BEGIN Records shown

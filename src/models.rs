//! バックエンドが返すリソースのモデル。

use chrono::{DateTime, NaiveDateTime, Utc};
use serde::{Deserialize, Deserializer, Serialize};

/// バックエンド側で管理されるジョブ状態。
///
/// 未知の値や欠落した値は `Pending` として扱う。
#[derive(Clone, Copy, Debug, Default, PartialEq, Eq, Deserialize)]
#[serde(from = "serde_json::Value")]
pub enum JobStatus {
    /// キュー待ち。
    #[default]
    Pending,
    /// 処理中。
    Processing,
    /// 正常完了。
    Completed,
    /// 失敗。
    Failed,
}

impl JobStatus {
    /// APIのクエリ等で使う文字列表現。
    pub fn as_str(&self) -> &'static str {
        match self {
            JobStatus::Pending => "pending",
            JobStatus::Processing => "processing",
            JobStatus::Completed => "completed",
            JobStatus::Failed => "failed",
        }
    }

    /// 完了または失敗ならtrue。
    pub fn is_finished(&self) -> bool {
        matches!(self, JobStatus::Completed | JobStatus::Failed)
    }

    /// 画面表示用のラベル。
    pub fn label(&self) -> &'static str {
        match self {
            JobStatus::Pending => "Queued",
            JobStatus::Processing => "Processing",
            JobStatus::Completed => "Completed",
            JobStatus::Failed => "Failed",
        }
    }
}

impl From<serde_json::Value> for JobStatus {
    fn from(v: serde_json::Value) -> Self {
        // 文字列以外（null・数値・オブジェクト等）はPending扱い。
        let Some(s) = v.as_str() else {
            return JobStatus::Pending;
        };
        // 大文字・前後空白の揺れは吸収する。
        match s.trim().to_ascii_lowercase().as_str() {
            "processing" => JobStatus::Processing,
            "completed" => JobStatus::Completed,
            "failed" => JobStatus::Failed,
            _ => JobStatus::Pending,
        }
    }
}

/// 処理モード（情報表示のみ）。
#[derive(Clone, Debug, PartialEq, Eq)]
pub enum Quality {
    /// 高速モード。
    Lama,
    /// 高品質モード。
    E2fgviHq,
    /// 未知のモード名はそのまま保持する。
    Other(String),
}

impl Quality {
    /// APIへ送る文字列表現。
    pub fn as_str(&self) -> &str {
        match self {
            Quality::Lama => "lama",
            Quality::E2fgviHq => "e2fgvi_hq",
            Quality::Other(s) => s,
        }
    }

    /// アップロード画面で切り替える次のモード。
    pub fn toggled(&self) -> Self {
        match self {
            Quality::Lama => Quality::E2fgviHq,
            _ => Quality::Lama,
        }
    }
}

impl Serialize for Quality {
    fn serialize<S: serde::Serializer>(&self, serializer: S) -> Result<S::Ok, S::Error> {
        serializer.serialize_str(self.as_str())
    }
}

impl<'de> Deserialize<'de> for Quality {
    fn deserialize<D: Deserializer<'de>>(deserializer: D) -> Result<Self, D::Error> {
        let s = String::deserialize(deserializer)?;
        Ok(match s.as_str() {
            "lama" => Quality::Lama,
            "e2fgvi_hq" => Quality::E2fgviHq,
            _ => Quality::Other(s),
        })
    }
}

/// バックエンドのジョブ1件（読み取り専用）。
#[derive(Clone, Debug, Deserialize)]
pub struct Job {
    /// バックエンドが発行する不透明なID。
    pub id: String,
    /// 現在の状態。欠落時はPending。
    #[serde(default)]
    pub status: JobStatus,
    /// 入力動画のURL。
    #[serde(default)]
    pub input_url: Option<String>,
    /// 出力動画のURL（完了時のみ）。
    #[serde(default)]
    pub output_url: Option<String>,
    /// 処理モード。
    #[serde(default)]
    pub quality: Option<Quality>,
    /// 消費クレジット。
    #[serde(default)]
    pub cost: Option<i64>,
    /// 管理画面の一覧でのみ返る所有ユーザーID。
    #[serde(default)]
    pub user_id: Option<String>,
    /// 進捗推定の基準となる作成時刻。
    #[serde(deserialize_with = "de_timestamp")]
    pub created_at: DateTime<Utc>,
}

impl Job {
    /// ダウンロード可能な出力URL（完了時のみ）。
    pub fn download_url(&self) -> Option<&str> {
        if self.status == JobStatus::Completed {
            self.output_url.as_deref()
        } else {
            None
        }
    }

    /// 一覧表示用の短いID。
    pub fn short_id(&self) -> &str {
        let end = self
            .id
            .char_indices()
            .nth(8)
            .map(|(i, _)| i)
            .unwrap_or(self.id.len());
        &self.id[..end]
    }
}

/// 一覧APIのページ。
#[derive(Clone, Debug, PartialEq)]
pub struct Page<T> {
    pub items: Vec<T>,
    pub total: u64,
    pub page: u32,
    pub page_size: u32,
    pub total_pages: u32,
}

impl<T> Default for Page<T> {
    fn default() -> Self {
        Self {
            items: Vec::new(),
            total: 0,
            page: 1,
            page_size: 0,
            total_pages: 0,
        }
    }
}

/// ページ応答の受信形式。配列名はエンドポイントごとに異なる。
#[derive(Deserialize)]
#[serde(untagged)]
enum PageRepr<T> {
    Paged {
        #[serde(alias = "jobs", alias = "codes", alias = "users")]
        items: Vec<T>,
        total: u64,
        page: u32,
        page_size: u32,
        total_pages: u32,
    },
    Bare(Vec<T>),
}

impl<'de, T: Deserialize<'de>> Deserialize<'de> for Page<T> {
    fn deserialize<D: Deserializer<'de>>(deserializer: D) -> Result<Self, D::Error> {
        Ok(match PageRepr::deserialize(deserializer)? {
            PageRepr::Paged {
                items,
                total,
                page,
                page_size,
                total_pages,
            } => Page {
                items,
                total,
                page,
                page_size,
                total_pages,
            },
            // ページングされていない配列は1ページとして包む。
            PageRepr::Bare(items) => {
                let n = items.len() as u64;
                Page {
                    page_size: n as u32,
                    total: n,
                    page: 1,
                    total_pages: u32::from(n > 0),
                    items,
                }
            }
        })
    }
}

/// 引き換えコード。
#[derive(Clone, Debug, Deserialize, PartialEq)]
pub struct RedemptionCode {
    pub code: String,
    pub credits: i64,
    #[serde(deserialize_with = "de_timestamp")]
    pub created_at: DateTime<Utc>,
    #[serde(default)]
    pub redeemed_by: Option<String>,
    #[serde(default, deserialize_with = "de_opt_timestamp")]
    pub redeemed_at: Option<DateTime<Utc>>,
}

impl RedemptionCode {
    /// 引き換え済みならtrue。
    pub fn is_redeemed(&self) -> bool {
        self.redeemed_by.is_some()
    }
}

/// 管理画面のユーザー行。
#[derive(Clone, Debug, Deserialize, PartialEq)]
pub struct AdminUser {
    pub id: String,
    #[serde(default)]
    pub email: String,
    pub credits: i64,
    #[serde(default)]
    pub is_admin: i64,
    #[serde(deserialize_with = "de_timestamp")]
    pub created_at: DateTime<Utc>,
    #[serde(default)]
    pub total_jobs: u64,
    #[serde(default)]
    pub completed_jobs: u64,
}

/// 管理ダッシュボードの集計値。
#[derive(Clone, Debug, Default, Deserialize, PartialEq, Eq)]
pub struct Stats {
    pub total_users: u64,
    pub total_jobs: u64,
    pub completed_jobs: u64,
    pub pending_codes: u64,
    pub redeemed_codes: u64,
}

/// クレジット残高。
#[derive(Clone, Debug, Deserialize)]
pub struct Balance {
    pub credits: i64,
}

/// コード引き換え結果。
#[derive(Clone, Debug, Deserialize)]
pub struct RedeemResult {
    pub message: String,
    pub credits_added: i64,
    pub new_balance: i64,
}

/// 決済プロバイダのチェックアウトセッション。
#[derive(Clone, Debug, Deserialize)]
pub struct CheckoutSession {
    pub checkout_url: String,
    pub session_id: String,
}

/// 購入可能なクレジットパック。
#[derive(Clone, Copy, Debug, PartialEq, Eq)]
pub enum CreditPack {
    Starter,
    Pro,
    Business,
}

impl CreditPack {
    /// 表示順の全パック。
    pub const ALL: [CreditPack; 3] = [CreditPack::Starter, CreditPack::Pro, CreditPack::Business];

    /// APIへ送るパック名。
    pub fn key(&self) -> &'static str {
        match self {
            CreditPack::Starter => "starter",
            CreditPack::Pro => "pro",
            CreditPack::Business => "business",
        }
    }

    /// 付与クレジット数。
    pub fn credits(&self) -> i64 {
        match self {
            CreditPack::Starter => 10,
            CreditPack::Pro => 50,
            CreditPack::Business => 200,
        }
    }

    /// 価格（米ドル、セント単位）。
    pub fn price_cents(&self) -> i64 {
        match self {
            CreditPack::Starter => 499,
            CreditPack::Pro => 1999,
            CreditPack::Business => 5999,
        }
    }
}

/// RFC 3339 とタイムゾーン無しのISO形式の両方を受け付ける。
fn parse_timestamp(s: &str) -> Option<DateTime<Utc>> {
    if let Ok(dt) = DateTime::parse_from_rfc3339(s) {
        return Some(dt.with_timezone(&Utc));
    }
    // バックエンドはUTCのnaive時刻を返すことがある。
    NaiveDateTime::parse_from_str(s, "%Y-%m-%dT%H:%M:%S%.f")
        .or_else(|_| NaiveDateTime::parse_from_str(s, "%Y-%m-%d %H:%M:%S%.f"))
        .ok()
        .map(|n| n.and_utc())
}

fn de_timestamp<'de, D: Deserializer<'de>>(deserializer: D) -> Result<DateTime<Utc>, D::Error> {
    let s = String::deserialize(deserializer)?;
    parse_timestamp(&s).ok_or_else(|| serde::de::Error::custom(format!("bad timestamp: {s}")))
}

fn de_opt_timestamp<'de, D: Deserializer<'de>>(
    deserializer: D,
) -> Result<Option<DateTime<Utc>>, D::Error> {
    let s = Option::<String>::deserialize(deserializer)?;
    match s {
        Some(s) => parse_timestamp(&s)
            .map(Some)
            .ok_or_else(|| serde::de::Error::custom(format!("bad timestamp: {s}"))),
        None => Ok(None),
    }
}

END Records shown

▶ Aim of the exercise: Search the entries for the word "Other". Copy every line where it occurs.

▶ Result for this task:
    Other(String),
            Quality::Other(s) => s,
            _ => Quality::Other(s),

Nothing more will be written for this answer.